When a U.S. court determines that sending an abducted child to another country where the child would be at risk, the courts don’t have to consider whether things can be done to reduce those risks, Justice Sonia Sotomayor wrote in the high court’s opinion (pdf) in Golan v. Saada, court file 20-1034.

The case dates to 2015 when U.S. citizen Narkis Aliza Golan, the petitioner, married her husband, respondent Isacco Jacky Saada, an Italian citizen. Their child, B.A.S., born in Italy in June 2016, is a dual citizen of the United States and Italy. When they lived in Italy, Saada physically and emotionally abused Golan on a regular basis, Golan stated in her petition (pdf).

In 2018, Golan and B.A.S. visited the United States for a family wedding, which enraged Saada, who threatened to kill her and take the child away, the petition said.
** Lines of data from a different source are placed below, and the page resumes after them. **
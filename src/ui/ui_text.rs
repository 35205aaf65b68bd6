use std::sync::LazyLock;

pub struct UiText {
    // --- Header ---
    pub app_title: String,
    pub app_subtitle: String,

    // --- Form ---
    pub form_ticker: String,
    pub form_horizon: String,
    pub form_indicators: String,
    pub form_predict: String,

    // --- Central panel ---
    pub cp_idle: String,
    pub cp_loading: String,
    pub cp_error_heading: String,

    // --- Results ---
    pub table_heading: String,
    pub table_date: String,
    pub chart_heading: String,
    pub chart_title: String,
    pub chart_hint: String,

    // Actual Plot
    pub plot_x_axis: String,
    pub plot_y_axis: String,
}

pub static UI_TEXT: LazyLock<UiText> = LazyLock::new(|| UiText {
    app_title: "Stock Predictor".to_string(),
    app_subtitle: "This process will take about 2 minutes!".to_string(),

    form_ticker: "Stock Ticker:".to_string(),
    form_horizon: "Days to Predict:".to_string(),
    form_indicators: "Select Indicators:".to_string(),
    form_predict: "Predict".to_string(),

    cp_idle: "Enter a ticker, pick indicators and press Predict.".to_string(),
    cp_loading: "Forecasting...".to_string(),
    cp_error_heading: "Forecast failed".to_string(),

    table_heading: "Predictions Table".to_string(),
    table_date: "Date".to_string(),
    chart_heading: "Predictions Chart".to_string(),
    chart_title: "Stock Price Predictions".to_string(),
    chart_hint: "Drag to pan, Ctrl+scroll or pinch to zoom, double-click to reset.".to_string(),

    plot_x_axis: "Date".to_string(),
    plot_y_axis: "Price".to_string(),
});
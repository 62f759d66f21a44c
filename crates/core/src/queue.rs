//! Piece queue - fixed-capacity circular FIFO of upcoming pieces
//!
//! Storage is a flat `[Piece; N]` addressed modulo `N`. `head` is the front
//! slot, `tail` the next insertion slot, and `count` the number of live pieces.
//! The live range is `head, head + 1, ..., head + count - 1` (mod `N`); every
//! other slot holds stale data and is never read.
//!
//! Full and empty are ordinary outcomes, returned as [`QueueError`] values.

use arrayvec::ArrayVec;
use thiserror::Error;

use crate::types::{Piece, PREVIEW_CAPACITY};

/// Rejected queue operation.
#[derive(Debug, Clone, Copy, PartialEq, Eq, Error)]
pub enum QueueError {
    /// Enqueue on a full queue. Carries the rejected piece back to the caller.
    #[error("piece queue is full, discarded {0}")]
    Full(Piece),
    /// Dequeue on an empty queue.
    #[error("piece queue is empty")]
    Empty,
}

impl QueueError {
    /// The piece that was turned away, if any.
    pub fn into_piece(self) -> Option<Piece> {
        match self {
            QueueError::Full(piece) => Some(piece),
            QueueError::Empty => None,
        }
    }
}

/// Occupancy state, derived from `count` alone.
#[derive(Debug, Clone, Copy, PartialEq, Eq)]
pub enum QueueState {
    Empty,
    Partial,
    Full,
}

/// Bounded FIFO of upcoming pieces.
#[derive(Debug, Clone)]
pub struct PieceQueue<const N: usize = PREVIEW_CAPACITY> {
    slots: [Piece; N],
    head: usize,
    tail: usize,
    count: usize,
}

impl<const N: usize> PieceQueue<N> {
    /// Create an empty queue (`head = tail = count = 0`).
    pub fn new() -> Self {
        Self {
            slots: [Piece::default(); N],
            head: 0,
            tail: 0,
            count: 0,
        }
    }

    pub fn is_full(&self) -> bool {
        self.count == N
    }

    pub fn is_empty(&self) -> bool {
        self.count == 0
    }

    pub fn len(&self) -> usize {
        self.count
    }

    pub const fn capacity(&self) -> usize {
        N
    }

    pub fn state(&self) -> QueueState {
        if self.is_empty() {
            QueueState::Empty
        } else if self.is_full() {
            QueueState::Full
        } else {
            QueueState::Partial
        }
    }

    /// Append `piece` at the back.
    ///
    /// On a full queue nothing changes and the piece comes back inside
    /// [`QueueError::Full`].
    pub fn enqueue(&mut self, piece: Piece) -> Result<(), QueueError> {
        if self.is_full() {
            return Err(QueueError::Full(piece));
        }

        self.slots[self.tail] = piece;
        self.tail = (self.tail + 1) % N;
        self.count += 1;
        Ok(())
    }

    /// Remove and return the front piece.
    pub fn dequeue(&mut self) -> Result<Piece, QueueError> {
        if self.is_empty() {
            return Err(QueueError::Empty);
        }

        let piece = self.slots[self.head];
        self.head = (self.head + 1) % N;
        self.count -= 1;
        Ok(piece)
    }

    /// Front piece without removing it.
    pub fn peek(&self) -> Option<Piece> {
        if self.is_empty() {
            None
        } else {
            Some(self.slots[self.head])
        }
    }

    /// Front-to-back copy of the live pieces.
    ///
    /// This is stack-only and does not allocate. The result is computed on
    /// every call and does not track later mutations.
    pub fn snapshot(&self) -> ArrayVec<Piece, N> {
        let mut out = ArrayVec::new();
        for offset in 0..self.count {
            out.push(self.slots[(self.head + offset) % N]);
        }
        out
    }

    /// Slot index of the front piece (for diagnostics and tests).
    pub fn head(&self) -> usize {
        self.head
    }

    /// Slot index the next enqueue writes to.
    pub fn tail(&self) -> usize {
        self.tail
    }
}

impl<const N: usize> Default for PieceQueue<N> {
    fn default() -> Self {
        Self::new()
    }
}

#[cfg(test)]
mod tests {
    use super::*;
    use crate::types::PieceKind;

    fn piece(id: u64) -> Piece {
        Piece::new(PieceKind::from_index(id as usize), id)
    }

    fn ids<const N: usize>(q: &PieceQueue<N>) -> Vec<u64> {
        q.snapshot().iter().map(|p| p.id).collect()
    }

    #[test]
    fn test_new_queue_is_empty() {
        let q: PieceQueue = PieceQueue::new();
        assert!(q.is_empty());
        assert!(!q.is_full());
        assert_eq!(q.len(), 0);
        assert_eq!(q.capacity(), PREVIEW_CAPACITY);
        assert_eq!(q.state(), QueueState::Empty);
        assert_eq!((q.head(), q.tail()), (0, 0));
        assert!(q.snapshot().is_empty());
    }

    #[test]
    fn test_enqueue_advances_tail() {
        let mut q: PieceQueue = PieceQueue::new();
        q.enqueue(piece(0)).unwrap();
        q.enqueue(piece(1)).unwrap();
        assert_eq!(q.tail(), 2);
        assert_eq!(q.head(), 0);
        assert_eq!(q.state(), QueueState::Partial);
        assert_eq!(q.peek(), Some(piece(0)));
    }

    #[test]
    fn test_full_rejects_and_returns_piece() {
        let mut q: PieceQueue = PieceQueue::new();
        for id in 0..5 {
            q.enqueue(piece(id)).unwrap();
        }
        assert_eq!(q.state(), QueueState::Full);

        let err = q.enqueue(piece(99)).unwrap_err();
        assert_eq!(err, QueueError::Full(piece(99)));
        assert_eq!(err.into_piece(), Some(piece(99)));
        assert_eq!(ids(&q), vec![0, 1, 2, 3, 4]);
        assert_eq!(q.tail(), 0);
    }

    #[test]
    fn test_empty_dequeue_leaves_state() {
        let mut q: PieceQueue = PieceQueue::new();
        assert_eq!(q.dequeue(), Err(QueueError::Empty));
        assert_eq!((q.head(), q.tail(), q.len()), (0, 0, 0));
        assert_eq!(QueueError::Empty.into_piece(), None);
    }

    #[test]
    fn test_wraparound_order() {
        let mut q: PieceQueue = PieceQueue::new();
        for id in 0..5 {
            q.enqueue(piece(id)).unwrap();
        }
        for expected in 0..3 {
            assert_eq!(q.dequeue().unwrap().id, expected);
        }
        for id in 5..8 {
            q.enqueue(piece(id)).unwrap();
        }

        assert_eq!(q.head(), 3);
        assert_eq!(q.tail(), 3);
        assert_eq!(ids(&q), vec![3, 4, 5, 6, 7]);
    }

    #[test]
    fn test_drain_after_wrap() {
        let mut q: PieceQueue<3> = PieceQueue::new();
        let mut next = 0;
        let mut out = Vec::new();
        for _ in 0..4 {
            while q.enqueue(piece(next)).is_ok() {
                next += 1;
            }
            out.push(q.dequeue().unwrap().id);
            out.push(q.dequeue().unwrap().id);
        }
        while let Ok(p) = q.dequeue() {
            out.push(p.id);
        }
        assert_eq!(out, (0..next).collect::<Vec<_>>());
    }

    #[test]
    fn test_zero_capacity_is_full_and_empty() {
        let mut q: PieceQueue<0> = PieceQueue::new();
        assert!(q.is_full());
        assert!(q.is_empty());
        assert_eq!(q.enqueue(piece(0)), Err(QueueError::Full(piece(0))));
        assert_eq!(q.dequeue(), Err(QueueError::Empty));
    }

    #[test]
    fn test_error_messages() {
        assert_eq!(QueueError::Empty.to_string(), "piece queue is empty");
        assert_eq!(
            QueueError::Full(Piece::new(PieceKind::S, 4)).to_string(),
            "piece queue is full, discarded [S 4]"
        );
    }
}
Golan remained stateside and lived in a domestic violence shelter.

Saada filed a petition under the Hague Convention on the Civil Aspects of International Child Abduction and under the U.S. statute that implemented it, called the International Child Abduction Remedies Act (ICARA), asking the U.S. District Court for the Eastern District of New York to return the child to Italy. Saada also filed a criminal kidnapping complaint in Italy and started a civil proceeding there seeking sole custody of the child, according to court documents.

The U.S. district court found Saada was “violent—physically, psychologically, emotionally, and verbally—to” Golan, and the child “was present for much of it,” although not “the target of violence.” Saada showed no “capacity to change his behavior,” the court added.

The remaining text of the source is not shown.